---- RECORDS PROVIDED

use std::time::{Duration, Instant};

use super::geometry::{ease_in_out_quad, Orientation};

/// Scripted rotation toward a target orientation.
///
/// Ticked once per frame with the caller's notion of "now", so tests drive it
/// with synthetic instants instead of a live frame callback.
#[derive(Clone, Debug, Default, PartialEq)]
pub enum FlyTo {
    #[default]
    Idle,
    Animating {
        from: Orientation,
        to: Orientation,
        started: Instant,
        duration: Duration,
    },
}

impl FlyTo {
    /// Begin (or restart) a flight from the current orientation.
    pub fn start(&mut self, from: Orientation, to: Orientation, now: Instant, duration: Duration) {
        *self = FlyTo::Animating {
            from,
            to,
            started: now,
            duration,
        };
    }

    pub fn cancel(&mut self) {
        *self = FlyTo::Idle;
    }

    pub fn is_active(&self) -> bool {
        matches!(self, FlyTo::Animating { .. })
    }

    /// Orientation for this frame, or `None` when idle. Returns to idle after
    /// emitting the exact target on the final frame.
    pub fn tick(&mut self, now: Instant) -> Option<Orientation> {
        let FlyTo::Animating {
            from,
            to,
            started,
            duration,
        } = *self
        else {
            return None;
        };

        let elapsed = now.saturating_duration_since(started);
        let progress = if duration.is_zero() {
            1.0
        } else {
            (elapsed.as_secs_f64() / duration.as_secs_f64()).min(1.0)
        };

        if progress >= 1.0 {
            *self = FlyTo::Idle;
            return Some(to);
        }
        Some(from.lerp(to, ease_in_out_quad(progress)))
    }
}

#[cfg(test)]
mod tests {
    use super::*;

    const DURATION: Duration = Duration::from_millis(1500);

    #[test]
    fn test_idle_tick_is_none() {
        let mut fly = FlyTo::default();
        assert_eq!(fly.tick(Instant::now()), None);
    }

    #[test]
    fn test_reaches_target_after_duration() {
        let t0 = Instant::now();
        let mut fly = FlyTo::Idle;
        let from = Orientation::new(2.1, -0.7);
        let to = Orientation::new(0.0, 0.0);
        fly.start(from, to, t0, DURATION);

        let o = fly.tick(t0 + DURATION).unwrap();
        assert!(o.yaw.abs() < 1e-12 && o.pitch.abs() < 1e-12);
        assert!(!fly.is_active());
        assert_eq!(fly.tick(t0 + DURATION * 2), None);
    }

    #[test]
    fn test_midpoint_is_halfway() {
        let t0 = Instant::now();
        let mut fly = FlyTo::Idle;
        fly.start(Orientation::new(0.0, 0.0), Orientation::new(1.0, -1.0), t0, DURATION);
        let o = fly.tick(t0 + DURATION / 2).unwrap();
        assert!((o.yaw - 0.5).abs() < 1e-9);
        assert!((o.pitch + 0.5).abs() < 1e-9);
        assert!(fly.is_active());
    }

    #[test]
    fn test_early_frames_ease_in() {
        let t0 = Instant::now();
        let mut fly = FlyTo::Idle;
        fly.start(Orientation::new(0.0, 0.0), Orientation::new(1.0, 0.0), t0, DURATION);
        // 25% of the time covers 12.5% of the distance
        let o = fly.tick(t0 + DURATION / 4).unwrap();
        assert!((o.yaw - 0.125).abs() < 1e-9);
    }

    #[test]
    fn test_restart_uses_new_origin() {
        let t0 = Instant::now();
        let mut fly = FlyTo::Idle;
        fly.start(Orientation::new(0.0, 0.0), Orientation::new(1.0, 0.0), t0, DURATION);
        let mid = fly.tick(t0 + DURATION / 2).unwrap();

        let t1 = t0 + DURATION / 2;
        fly.start(mid, Orientation::new(-1.0, 0.3), t1, DURATION);
        let o = fly.tick(t1).unwrap();
        assert!((o.yaw - mid.yaw).abs() < 1e-12);
        let o = fly.tick(t1 + DURATION).unwrap();
        assert!((o.yaw + 1.0).abs() < 1e-12 && (o.pitch - 0.3).abs() < 1e-12);
    }

    #[test]
    fn test_cancel_goes_idle() {
        let t0 = Instant::now();
        let mut fly = FlyTo::Idle;
        fly.start(Orientation::default(), Orientation::new(1.0, 1.0), t0, DURATION);
        fly.cancel();
        assert_eq!(fly.tick(t0 + DURATION / 3), None);
    }
}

--------

> TASK DESCRIPTION: Wherever the word "Some" appears in the listing, copy the line that holds it.

> EXERCISE SOLUTION:
            return Some(to);
        Some(from.lerp(to, ease_in_out_quad(progress)))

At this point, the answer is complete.